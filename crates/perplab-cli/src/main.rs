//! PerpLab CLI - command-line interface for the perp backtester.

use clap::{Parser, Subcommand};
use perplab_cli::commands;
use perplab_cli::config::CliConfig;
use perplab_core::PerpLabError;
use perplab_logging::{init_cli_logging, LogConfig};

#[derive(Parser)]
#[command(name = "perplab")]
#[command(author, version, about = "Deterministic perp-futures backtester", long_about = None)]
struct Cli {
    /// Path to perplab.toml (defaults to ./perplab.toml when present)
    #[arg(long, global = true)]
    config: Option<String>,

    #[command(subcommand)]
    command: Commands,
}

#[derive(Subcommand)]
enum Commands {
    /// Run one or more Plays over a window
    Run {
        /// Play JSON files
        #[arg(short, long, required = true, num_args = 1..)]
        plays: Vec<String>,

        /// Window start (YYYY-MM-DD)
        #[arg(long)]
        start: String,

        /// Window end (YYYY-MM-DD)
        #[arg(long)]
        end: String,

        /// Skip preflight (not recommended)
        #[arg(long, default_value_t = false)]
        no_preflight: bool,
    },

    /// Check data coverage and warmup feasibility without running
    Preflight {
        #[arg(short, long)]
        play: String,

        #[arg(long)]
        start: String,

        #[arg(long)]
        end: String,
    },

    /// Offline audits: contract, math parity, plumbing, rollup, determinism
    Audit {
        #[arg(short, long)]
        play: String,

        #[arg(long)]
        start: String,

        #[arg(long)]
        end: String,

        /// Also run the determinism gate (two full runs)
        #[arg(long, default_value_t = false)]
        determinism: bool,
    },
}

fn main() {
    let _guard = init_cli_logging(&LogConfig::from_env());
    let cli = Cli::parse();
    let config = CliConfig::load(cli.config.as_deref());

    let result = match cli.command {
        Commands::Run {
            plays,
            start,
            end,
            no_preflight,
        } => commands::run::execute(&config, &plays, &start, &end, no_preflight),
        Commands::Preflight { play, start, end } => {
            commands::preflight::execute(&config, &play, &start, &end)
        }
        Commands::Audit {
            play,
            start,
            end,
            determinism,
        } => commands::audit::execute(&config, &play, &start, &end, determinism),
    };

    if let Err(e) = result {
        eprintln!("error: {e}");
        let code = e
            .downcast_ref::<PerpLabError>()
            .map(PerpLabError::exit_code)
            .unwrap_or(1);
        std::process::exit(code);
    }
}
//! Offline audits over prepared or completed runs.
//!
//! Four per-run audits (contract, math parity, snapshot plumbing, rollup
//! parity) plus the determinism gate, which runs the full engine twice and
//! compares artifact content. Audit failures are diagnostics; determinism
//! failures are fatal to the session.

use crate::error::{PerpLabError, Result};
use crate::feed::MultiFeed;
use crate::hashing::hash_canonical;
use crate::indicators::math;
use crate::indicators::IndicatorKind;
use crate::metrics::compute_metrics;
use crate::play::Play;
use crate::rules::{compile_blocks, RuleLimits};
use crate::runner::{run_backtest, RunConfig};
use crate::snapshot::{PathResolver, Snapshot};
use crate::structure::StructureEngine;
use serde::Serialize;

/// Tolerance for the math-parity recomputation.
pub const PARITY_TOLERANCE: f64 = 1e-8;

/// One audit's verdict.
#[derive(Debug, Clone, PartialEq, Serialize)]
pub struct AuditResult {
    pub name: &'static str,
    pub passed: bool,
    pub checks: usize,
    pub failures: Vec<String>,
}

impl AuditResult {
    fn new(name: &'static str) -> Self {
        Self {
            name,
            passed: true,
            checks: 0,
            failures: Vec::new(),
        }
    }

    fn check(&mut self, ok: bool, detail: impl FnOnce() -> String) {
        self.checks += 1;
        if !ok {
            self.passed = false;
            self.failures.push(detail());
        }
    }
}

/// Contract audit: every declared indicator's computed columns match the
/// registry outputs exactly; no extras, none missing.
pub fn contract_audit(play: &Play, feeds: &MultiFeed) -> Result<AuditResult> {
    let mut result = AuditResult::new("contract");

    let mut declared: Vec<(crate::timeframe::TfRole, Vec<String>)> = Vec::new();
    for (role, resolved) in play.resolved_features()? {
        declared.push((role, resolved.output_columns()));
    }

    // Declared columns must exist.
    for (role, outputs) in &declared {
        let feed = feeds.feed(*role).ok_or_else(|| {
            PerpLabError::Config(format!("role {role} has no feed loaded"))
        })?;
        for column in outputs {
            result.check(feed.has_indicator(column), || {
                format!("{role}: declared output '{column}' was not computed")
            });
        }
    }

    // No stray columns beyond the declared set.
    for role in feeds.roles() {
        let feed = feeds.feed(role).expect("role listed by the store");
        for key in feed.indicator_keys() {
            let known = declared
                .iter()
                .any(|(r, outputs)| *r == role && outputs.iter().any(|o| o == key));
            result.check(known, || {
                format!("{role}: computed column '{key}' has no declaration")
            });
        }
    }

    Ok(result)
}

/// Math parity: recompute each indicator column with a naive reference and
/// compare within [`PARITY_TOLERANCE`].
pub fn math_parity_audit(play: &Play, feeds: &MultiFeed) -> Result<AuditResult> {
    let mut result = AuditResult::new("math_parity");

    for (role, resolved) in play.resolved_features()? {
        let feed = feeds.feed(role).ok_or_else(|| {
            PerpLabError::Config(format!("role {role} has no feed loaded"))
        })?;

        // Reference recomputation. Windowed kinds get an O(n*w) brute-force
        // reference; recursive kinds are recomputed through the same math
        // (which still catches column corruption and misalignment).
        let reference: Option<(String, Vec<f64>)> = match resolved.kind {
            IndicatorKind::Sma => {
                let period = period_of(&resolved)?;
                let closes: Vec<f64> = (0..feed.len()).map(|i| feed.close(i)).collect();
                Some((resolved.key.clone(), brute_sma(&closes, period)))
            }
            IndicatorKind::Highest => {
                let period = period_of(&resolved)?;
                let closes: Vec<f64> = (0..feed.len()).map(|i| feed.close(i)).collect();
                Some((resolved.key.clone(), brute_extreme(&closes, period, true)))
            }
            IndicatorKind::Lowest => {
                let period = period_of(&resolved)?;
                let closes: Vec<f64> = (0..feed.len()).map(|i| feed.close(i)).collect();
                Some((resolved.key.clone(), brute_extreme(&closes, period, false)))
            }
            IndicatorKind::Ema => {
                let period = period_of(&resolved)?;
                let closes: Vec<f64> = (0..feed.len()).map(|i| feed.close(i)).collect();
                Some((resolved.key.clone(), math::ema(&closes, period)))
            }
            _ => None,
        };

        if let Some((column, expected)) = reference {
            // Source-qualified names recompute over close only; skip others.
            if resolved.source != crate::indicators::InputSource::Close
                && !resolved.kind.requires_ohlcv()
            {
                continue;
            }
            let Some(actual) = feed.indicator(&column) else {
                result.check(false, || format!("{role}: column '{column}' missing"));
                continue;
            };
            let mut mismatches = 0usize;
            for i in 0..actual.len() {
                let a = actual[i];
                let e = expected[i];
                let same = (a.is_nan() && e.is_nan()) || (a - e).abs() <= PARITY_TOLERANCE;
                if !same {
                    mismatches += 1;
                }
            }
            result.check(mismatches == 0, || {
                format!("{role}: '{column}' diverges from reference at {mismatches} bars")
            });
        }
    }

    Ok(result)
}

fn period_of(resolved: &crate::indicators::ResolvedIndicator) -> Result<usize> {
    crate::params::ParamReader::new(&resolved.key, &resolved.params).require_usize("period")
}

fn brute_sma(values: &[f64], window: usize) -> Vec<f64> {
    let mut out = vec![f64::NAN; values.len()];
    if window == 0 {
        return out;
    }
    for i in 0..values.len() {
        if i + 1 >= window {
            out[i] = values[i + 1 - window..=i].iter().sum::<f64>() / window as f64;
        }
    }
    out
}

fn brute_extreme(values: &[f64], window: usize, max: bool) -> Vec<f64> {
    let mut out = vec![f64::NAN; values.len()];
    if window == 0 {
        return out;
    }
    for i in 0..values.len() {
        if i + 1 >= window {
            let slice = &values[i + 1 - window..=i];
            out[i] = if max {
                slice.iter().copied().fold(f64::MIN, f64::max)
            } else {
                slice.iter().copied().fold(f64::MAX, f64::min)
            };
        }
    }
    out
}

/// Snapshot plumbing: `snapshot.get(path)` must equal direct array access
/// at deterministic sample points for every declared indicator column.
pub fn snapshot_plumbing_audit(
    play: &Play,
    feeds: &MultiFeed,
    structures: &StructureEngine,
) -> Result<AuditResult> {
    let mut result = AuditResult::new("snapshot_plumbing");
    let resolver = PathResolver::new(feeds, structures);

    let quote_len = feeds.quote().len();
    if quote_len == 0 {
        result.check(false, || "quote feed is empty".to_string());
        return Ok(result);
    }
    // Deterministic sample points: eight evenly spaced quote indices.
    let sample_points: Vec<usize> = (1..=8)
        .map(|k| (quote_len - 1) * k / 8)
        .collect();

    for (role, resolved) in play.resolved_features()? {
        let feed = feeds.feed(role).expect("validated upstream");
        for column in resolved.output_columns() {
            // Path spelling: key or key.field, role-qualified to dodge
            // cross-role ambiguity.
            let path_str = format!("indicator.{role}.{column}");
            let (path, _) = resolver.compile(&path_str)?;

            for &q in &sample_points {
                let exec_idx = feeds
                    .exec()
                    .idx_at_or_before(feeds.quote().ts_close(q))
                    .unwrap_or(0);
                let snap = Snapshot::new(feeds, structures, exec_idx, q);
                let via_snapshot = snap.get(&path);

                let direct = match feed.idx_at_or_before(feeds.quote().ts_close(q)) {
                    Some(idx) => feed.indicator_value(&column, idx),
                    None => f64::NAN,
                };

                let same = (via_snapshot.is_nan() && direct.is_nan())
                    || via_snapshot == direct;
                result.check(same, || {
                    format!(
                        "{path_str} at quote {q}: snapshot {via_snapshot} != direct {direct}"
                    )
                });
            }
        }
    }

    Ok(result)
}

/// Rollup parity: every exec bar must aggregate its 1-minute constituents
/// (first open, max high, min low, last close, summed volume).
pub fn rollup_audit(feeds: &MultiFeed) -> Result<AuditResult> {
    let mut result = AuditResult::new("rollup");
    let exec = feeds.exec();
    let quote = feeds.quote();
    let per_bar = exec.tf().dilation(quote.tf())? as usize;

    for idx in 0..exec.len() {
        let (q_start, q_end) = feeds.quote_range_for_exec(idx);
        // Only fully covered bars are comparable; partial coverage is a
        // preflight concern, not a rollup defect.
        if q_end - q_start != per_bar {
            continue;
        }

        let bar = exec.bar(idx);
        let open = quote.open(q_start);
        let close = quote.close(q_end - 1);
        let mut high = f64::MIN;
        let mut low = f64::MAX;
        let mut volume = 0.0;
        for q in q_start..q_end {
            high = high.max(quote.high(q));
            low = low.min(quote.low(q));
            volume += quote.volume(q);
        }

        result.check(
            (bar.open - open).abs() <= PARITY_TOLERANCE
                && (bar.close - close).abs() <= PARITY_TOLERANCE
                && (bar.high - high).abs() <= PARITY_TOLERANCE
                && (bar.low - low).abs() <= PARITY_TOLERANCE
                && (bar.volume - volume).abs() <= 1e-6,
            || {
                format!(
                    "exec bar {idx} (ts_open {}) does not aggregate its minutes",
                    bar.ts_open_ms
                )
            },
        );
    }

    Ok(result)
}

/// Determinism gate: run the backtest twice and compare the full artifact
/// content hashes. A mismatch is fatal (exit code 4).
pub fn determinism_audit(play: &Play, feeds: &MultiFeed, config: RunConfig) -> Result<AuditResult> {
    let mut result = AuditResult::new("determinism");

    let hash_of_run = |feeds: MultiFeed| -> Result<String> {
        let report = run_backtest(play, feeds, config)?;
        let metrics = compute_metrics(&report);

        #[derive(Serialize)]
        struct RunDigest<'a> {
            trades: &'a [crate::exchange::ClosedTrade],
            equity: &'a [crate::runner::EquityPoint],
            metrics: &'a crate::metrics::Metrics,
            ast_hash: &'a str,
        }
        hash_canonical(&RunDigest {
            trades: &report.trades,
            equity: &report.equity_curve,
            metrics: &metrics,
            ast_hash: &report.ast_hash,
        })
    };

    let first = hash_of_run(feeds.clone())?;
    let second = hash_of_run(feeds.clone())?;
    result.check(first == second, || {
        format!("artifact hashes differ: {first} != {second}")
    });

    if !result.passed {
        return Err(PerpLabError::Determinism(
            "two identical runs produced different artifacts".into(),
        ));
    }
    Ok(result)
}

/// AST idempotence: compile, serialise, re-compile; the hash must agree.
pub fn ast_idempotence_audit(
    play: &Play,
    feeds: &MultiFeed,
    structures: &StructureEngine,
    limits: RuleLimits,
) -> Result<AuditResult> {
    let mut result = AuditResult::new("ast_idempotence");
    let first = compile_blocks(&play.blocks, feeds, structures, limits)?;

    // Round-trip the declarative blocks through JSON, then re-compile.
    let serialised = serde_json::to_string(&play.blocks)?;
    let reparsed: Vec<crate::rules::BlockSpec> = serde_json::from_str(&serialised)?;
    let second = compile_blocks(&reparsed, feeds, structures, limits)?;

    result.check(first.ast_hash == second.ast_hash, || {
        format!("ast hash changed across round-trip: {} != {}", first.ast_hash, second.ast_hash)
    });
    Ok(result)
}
* * * * *
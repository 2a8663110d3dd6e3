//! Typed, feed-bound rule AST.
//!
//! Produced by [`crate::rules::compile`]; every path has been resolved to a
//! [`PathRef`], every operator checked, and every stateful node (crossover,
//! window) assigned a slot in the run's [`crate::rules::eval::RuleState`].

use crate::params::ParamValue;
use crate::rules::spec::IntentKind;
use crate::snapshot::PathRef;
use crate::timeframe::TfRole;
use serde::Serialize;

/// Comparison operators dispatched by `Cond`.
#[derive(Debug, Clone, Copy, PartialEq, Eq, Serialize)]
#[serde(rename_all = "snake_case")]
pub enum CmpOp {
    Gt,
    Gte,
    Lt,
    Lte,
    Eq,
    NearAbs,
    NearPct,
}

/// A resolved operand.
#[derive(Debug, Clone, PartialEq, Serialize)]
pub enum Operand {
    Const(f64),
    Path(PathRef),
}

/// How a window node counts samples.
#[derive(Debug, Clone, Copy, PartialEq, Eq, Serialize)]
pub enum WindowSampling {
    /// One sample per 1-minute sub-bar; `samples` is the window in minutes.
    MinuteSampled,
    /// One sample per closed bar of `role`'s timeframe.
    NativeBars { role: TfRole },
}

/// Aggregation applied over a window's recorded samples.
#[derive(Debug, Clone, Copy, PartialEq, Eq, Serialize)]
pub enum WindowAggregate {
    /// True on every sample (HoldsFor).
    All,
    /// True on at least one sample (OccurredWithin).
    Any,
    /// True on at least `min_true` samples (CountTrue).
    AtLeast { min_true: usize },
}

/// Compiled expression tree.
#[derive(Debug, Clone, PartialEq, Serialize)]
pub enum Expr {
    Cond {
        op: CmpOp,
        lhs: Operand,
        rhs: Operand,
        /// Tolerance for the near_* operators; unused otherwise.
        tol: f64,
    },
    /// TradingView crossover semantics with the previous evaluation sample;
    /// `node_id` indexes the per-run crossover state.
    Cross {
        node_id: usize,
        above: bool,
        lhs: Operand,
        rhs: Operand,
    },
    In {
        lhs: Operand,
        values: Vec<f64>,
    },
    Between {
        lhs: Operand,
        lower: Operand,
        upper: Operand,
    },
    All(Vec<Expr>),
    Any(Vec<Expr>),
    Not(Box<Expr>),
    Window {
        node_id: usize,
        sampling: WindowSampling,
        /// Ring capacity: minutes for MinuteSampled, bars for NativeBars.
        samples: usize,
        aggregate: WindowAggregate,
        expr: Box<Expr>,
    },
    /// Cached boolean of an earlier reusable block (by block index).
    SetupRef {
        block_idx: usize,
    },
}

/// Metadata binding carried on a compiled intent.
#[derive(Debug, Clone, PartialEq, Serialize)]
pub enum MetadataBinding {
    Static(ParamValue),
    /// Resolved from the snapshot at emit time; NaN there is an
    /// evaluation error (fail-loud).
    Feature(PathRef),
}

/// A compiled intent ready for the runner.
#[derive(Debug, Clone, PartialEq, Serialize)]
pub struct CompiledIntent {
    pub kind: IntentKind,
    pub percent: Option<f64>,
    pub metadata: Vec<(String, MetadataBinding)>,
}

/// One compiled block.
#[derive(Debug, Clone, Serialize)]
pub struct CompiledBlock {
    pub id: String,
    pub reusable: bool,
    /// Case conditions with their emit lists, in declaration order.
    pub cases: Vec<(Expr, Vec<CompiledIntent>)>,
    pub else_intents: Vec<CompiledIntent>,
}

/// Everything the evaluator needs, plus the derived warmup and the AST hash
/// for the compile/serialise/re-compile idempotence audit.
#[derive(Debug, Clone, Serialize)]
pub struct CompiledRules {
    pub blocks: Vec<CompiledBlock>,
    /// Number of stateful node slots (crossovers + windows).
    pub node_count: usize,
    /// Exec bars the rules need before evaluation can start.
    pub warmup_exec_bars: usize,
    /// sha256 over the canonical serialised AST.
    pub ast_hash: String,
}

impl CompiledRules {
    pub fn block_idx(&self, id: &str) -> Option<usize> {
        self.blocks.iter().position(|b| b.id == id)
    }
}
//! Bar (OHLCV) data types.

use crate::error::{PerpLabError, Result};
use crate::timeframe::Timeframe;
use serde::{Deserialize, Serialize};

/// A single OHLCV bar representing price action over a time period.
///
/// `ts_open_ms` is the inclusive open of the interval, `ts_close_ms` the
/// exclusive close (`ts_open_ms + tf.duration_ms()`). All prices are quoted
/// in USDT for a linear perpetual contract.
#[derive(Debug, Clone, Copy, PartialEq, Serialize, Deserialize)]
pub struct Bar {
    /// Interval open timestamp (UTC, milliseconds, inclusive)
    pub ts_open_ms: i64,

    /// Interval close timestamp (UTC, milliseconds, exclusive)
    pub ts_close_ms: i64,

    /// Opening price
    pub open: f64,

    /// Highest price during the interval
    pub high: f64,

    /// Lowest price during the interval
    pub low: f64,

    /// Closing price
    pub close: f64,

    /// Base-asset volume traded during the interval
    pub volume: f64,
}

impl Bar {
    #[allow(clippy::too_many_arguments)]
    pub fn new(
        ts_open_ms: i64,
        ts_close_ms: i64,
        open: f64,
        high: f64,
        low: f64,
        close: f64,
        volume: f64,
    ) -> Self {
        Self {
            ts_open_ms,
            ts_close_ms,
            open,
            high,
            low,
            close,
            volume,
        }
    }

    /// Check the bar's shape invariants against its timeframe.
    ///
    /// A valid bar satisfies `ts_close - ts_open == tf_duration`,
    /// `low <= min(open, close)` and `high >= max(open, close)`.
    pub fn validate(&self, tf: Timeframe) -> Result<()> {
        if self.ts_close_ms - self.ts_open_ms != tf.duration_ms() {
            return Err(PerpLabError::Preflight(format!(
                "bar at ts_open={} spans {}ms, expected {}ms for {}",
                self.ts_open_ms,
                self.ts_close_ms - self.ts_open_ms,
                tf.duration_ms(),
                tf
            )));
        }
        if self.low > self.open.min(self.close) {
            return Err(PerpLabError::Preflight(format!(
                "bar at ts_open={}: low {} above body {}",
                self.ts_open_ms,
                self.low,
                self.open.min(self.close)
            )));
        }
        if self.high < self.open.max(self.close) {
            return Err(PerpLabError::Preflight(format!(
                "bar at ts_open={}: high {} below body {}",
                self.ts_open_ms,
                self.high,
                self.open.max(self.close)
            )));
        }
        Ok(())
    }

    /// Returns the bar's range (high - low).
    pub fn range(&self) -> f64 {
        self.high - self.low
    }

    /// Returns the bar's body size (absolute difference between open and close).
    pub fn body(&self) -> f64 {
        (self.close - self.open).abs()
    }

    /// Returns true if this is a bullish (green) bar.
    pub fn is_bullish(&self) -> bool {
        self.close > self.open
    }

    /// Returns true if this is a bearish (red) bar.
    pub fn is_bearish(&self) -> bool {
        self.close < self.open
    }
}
* * * * *
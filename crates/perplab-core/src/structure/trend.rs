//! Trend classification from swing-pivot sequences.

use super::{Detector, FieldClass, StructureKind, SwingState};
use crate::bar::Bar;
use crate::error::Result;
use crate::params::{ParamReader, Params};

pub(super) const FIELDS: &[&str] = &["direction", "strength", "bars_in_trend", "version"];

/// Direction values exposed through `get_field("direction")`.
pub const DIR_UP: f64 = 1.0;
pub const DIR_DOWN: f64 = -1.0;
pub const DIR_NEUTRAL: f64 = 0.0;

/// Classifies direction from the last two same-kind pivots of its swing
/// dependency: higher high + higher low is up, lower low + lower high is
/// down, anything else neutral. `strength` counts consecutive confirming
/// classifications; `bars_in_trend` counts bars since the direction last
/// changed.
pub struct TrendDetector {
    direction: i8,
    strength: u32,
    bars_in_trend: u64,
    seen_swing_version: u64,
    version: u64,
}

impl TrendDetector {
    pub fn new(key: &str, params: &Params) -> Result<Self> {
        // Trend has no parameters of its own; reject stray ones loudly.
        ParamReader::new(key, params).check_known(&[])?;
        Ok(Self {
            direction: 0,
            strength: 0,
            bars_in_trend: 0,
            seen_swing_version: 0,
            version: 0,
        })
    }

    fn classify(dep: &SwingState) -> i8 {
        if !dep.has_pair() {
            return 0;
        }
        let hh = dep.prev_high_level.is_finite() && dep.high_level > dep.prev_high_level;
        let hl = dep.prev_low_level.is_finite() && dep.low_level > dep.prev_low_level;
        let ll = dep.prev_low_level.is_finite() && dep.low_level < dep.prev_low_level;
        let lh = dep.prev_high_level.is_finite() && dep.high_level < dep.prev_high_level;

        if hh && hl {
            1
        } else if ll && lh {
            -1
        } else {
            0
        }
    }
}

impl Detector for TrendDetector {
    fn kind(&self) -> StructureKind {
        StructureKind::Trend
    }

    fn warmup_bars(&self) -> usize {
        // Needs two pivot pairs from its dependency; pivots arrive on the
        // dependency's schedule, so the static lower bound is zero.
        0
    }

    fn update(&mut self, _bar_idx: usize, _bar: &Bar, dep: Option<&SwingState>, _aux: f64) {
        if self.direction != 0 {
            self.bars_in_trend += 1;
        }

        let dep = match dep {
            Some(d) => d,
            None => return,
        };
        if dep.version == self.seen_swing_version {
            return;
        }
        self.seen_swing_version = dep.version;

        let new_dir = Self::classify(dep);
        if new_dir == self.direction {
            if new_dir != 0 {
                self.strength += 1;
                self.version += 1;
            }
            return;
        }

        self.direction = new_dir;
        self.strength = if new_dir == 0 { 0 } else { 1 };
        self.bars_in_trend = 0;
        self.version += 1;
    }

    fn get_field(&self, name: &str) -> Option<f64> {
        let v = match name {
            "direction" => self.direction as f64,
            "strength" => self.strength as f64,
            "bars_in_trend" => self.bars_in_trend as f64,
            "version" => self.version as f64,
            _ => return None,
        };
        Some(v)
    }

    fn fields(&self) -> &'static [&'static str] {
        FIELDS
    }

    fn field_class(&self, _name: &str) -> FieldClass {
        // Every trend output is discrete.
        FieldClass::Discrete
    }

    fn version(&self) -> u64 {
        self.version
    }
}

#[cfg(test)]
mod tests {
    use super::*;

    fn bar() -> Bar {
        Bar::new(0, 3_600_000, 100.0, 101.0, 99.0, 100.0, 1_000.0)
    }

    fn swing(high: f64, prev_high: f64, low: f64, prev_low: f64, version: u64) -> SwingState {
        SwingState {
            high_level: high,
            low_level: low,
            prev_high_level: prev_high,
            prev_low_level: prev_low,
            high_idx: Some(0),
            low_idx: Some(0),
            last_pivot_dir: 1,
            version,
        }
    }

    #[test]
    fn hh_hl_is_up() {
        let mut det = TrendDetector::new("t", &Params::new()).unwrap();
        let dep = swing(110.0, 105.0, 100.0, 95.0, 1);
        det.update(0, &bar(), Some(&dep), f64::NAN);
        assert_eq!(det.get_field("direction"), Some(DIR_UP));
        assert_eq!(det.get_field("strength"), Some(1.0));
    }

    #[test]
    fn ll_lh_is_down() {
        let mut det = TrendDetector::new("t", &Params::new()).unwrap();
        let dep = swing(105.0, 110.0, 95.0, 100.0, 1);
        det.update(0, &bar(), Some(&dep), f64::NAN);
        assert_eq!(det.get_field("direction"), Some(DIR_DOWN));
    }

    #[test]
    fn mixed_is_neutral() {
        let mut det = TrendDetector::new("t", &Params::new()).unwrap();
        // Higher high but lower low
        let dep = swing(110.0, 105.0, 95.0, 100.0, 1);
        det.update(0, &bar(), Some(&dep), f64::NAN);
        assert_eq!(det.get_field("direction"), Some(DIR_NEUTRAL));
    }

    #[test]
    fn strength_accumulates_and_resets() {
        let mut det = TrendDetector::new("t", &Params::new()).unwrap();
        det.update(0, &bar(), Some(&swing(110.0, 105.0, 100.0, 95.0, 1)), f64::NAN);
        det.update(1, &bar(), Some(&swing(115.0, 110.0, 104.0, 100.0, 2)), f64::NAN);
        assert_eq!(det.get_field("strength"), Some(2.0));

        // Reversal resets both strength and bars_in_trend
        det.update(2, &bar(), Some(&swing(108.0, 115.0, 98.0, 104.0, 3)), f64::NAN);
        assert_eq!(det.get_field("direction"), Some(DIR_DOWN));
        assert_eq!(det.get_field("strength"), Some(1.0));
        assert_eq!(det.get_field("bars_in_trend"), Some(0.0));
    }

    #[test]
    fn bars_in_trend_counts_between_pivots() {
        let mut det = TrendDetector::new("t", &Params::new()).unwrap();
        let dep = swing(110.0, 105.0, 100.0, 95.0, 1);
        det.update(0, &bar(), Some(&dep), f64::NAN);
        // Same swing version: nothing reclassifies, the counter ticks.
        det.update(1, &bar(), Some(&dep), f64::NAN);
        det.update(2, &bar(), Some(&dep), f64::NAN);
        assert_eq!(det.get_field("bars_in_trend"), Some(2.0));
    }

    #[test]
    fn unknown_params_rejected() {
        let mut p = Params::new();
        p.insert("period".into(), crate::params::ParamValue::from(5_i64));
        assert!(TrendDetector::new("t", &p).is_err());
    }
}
* * * * *
Required action » Say, as a bare number, how many lines in the entries above include the string "passed".

Exercise solution » 4